» **WHAT TO WORK ON**:
Nothing in the entries should be altered. Write them out in full.

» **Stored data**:

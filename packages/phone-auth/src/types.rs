//! Values exchanged between the controller and its collaborators.

use chrono::{DateTime, Duration, Utc};
use std::fmt;

use crate::secret::Secret;

/// Opaque identifier of an issued challenge.
///
/// For Identity Toolkit this is the `sessionInfo` string.
#[derive(Debug, Clone, PartialEq, Eq)]
pub struct ChallengeHandle(String);

impl ChallengeHandle {
    pub fn new(value: impl Into<String>) -> Self {
        Self(value.into())
    }

    pub fn as_str(&self) -> &str {
        &self.0
    }
}

/// Code as entered by the user.
///
/// Only surrounding whitespace is removed; the provider decides whether the
/// code is well formed.
#[derive(Clone, PartialEq, Eq)]
pub struct OtpCode(String);

impl OtpCode {
    pub fn new(raw: &str) -> Self {
        Self(raw.trim().to_string())
    }

    pub fn as_str(&self) -> &str {
        &self.0
    }
}

impl fmt::Debug for OtpCode {
    fn fmt(&self, f: &mut fmt::Formatter<'_>) -> fmt::Result {
        write!(f, "OtpCode({} chars)", self.0.chars().count())
    }
}

/// Proof of a human/browser context, required before a challenge is issued.
#[derive(Debug, Clone, PartialEq, Eq)]
pub struct HumanVerificationToken(Secret);

impl HumanVerificationToken {
    pub fn new(value: impl Into<String>) -> Self {
        Self(Secret::new(value))
    }

    pub fn expose(&self) -> &str {
        self.0.expose()
    }
}

/// What a successful verification yields.
///
/// Opaque to the controller; it is handed unchanged to the
/// [`SessionEstablisher`](crate::traits::SessionEstablisher).
#[derive(Debug, Clone)]
pub struct SessionCredential {
    pub id_token: Secret,
    pub refresh_token: Secret,
    /// Provider-side user id
    pub user_id: Option<String>,
    /// Phone number as the provider recorded it
    pub phone_number: Option<String>,
    /// Lifetime of `id_token`
    pub expires_in: Option<Duration>,
    pub is_new_user: bool,
    pub issued_at: DateTime<Utc>,
}

impl SessionCredential {
    pub fn new(id_token: impl Into<String>, refresh_token: impl Into<String>) -> Self {
        Self {
            id_token: Secret::new(id_token),
            refresh_token: Secret::new(refresh_token),
            user_id: None,
            phone_number: None,
            expires_in: None,
            is_new_user: false,
            issued_at: Utc::now(),
        }
    }

    pub fn expires_at(&self) -> Option<DateTime<Utc>> {
        self.expires_in.map(|ttl| self.issued_at + ttl)
    }
}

» **EXERCISE ANSWER**:
filename packages/phone-auth/src/types.rs
//! Values exchanged between the controller and its collaborators.

use chrono::{DateTime, Duration, Utc};
use std::fmt;

use crate::secret::Secret;

/// Opaque identifier of an issued challenge.
///
/// For Identity Toolkit this is the `sessionInfo` string.
#[derive(Debug, Clone, PartialEq, Eq)]
pub struct ChallengeHandle(String);

impl ChallengeHandle {
    pub fn new(value: impl Into<String>) -> Self {
        Self(value.into())
    }

    pub fn as_str(&self) -> &str {
        &self.0
    }
}

/// Code as entered by the user.
///
/// Only surrounding whitespace is removed; the provider decides whether the
/// code is well formed.
#[derive(Clone, PartialEq, Eq)]
pub struct OtpCode(String);

impl OtpCode {
    pub fn new(raw: &str) -> Self {
        Self(raw.trim().to_string())
    }

    pub fn as_str(&self) -> &str {
        &self.0
    }
}

impl fmt::Debug for OtpCode {
    fn fmt(&self, f: &mut fmt::Formatter<'_>) -> fmt::Result {
        write!(f, "OtpCode({} chars)", self.0.chars().count())
    }
}

/// Proof of a human/browser context, required before a challenge is issued.
#[derive(Debug, Clone, PartialEq, Eq)]
pub struct HumanVerificationToken(Secret);

impl HumanVerificationToken {
    pub fn new(value: impl Into<String>) -> Self {
        Self(Secret::new(value))
    }

    pub fn expose(&self) -> &str {
        self.0.expose()
    }
}

/// What a successful verification yields.
///
/// Opaque to the controller; it is handed unchanged to the
/// [`SessionEstablisher`](crate::traits::SessionEstablisher).
#[derive(Debug, Clone)]
pub struct SessionCredential {
    pub id_token: Secret,
    pub refresh_token: Secret,
    /// Provider-side user id
    pub user_id: Option<String>,
    /// Phone number as the provider recorded it
    pub phone_number: Option<String>,
    /// Lifetime of `id_token`
    pub expires_in: Option<Duration>,
    pub is_new_user: bool,
    pub issued_at: DateTime<Utc>,
}

impl SessionCredential {
    pub fn new(id_token: impl Into<String>, refresh_token: impl Into<String>) -> Self {
        Self {
            id_token: Secret::new(id_token),
            refresh_token: Secret::new(refresh_token),
            user_id: None,
            phone_number: None,
            expires_in: None,
            is_new_user: false,
            issued_at: Utc::now(),
        }
    }

    pub fn expires_at(&self) -> Option<DateTime<Utc>> {
        self.expires_in.map(|ttl| self.issued_at + ttl)
    }
}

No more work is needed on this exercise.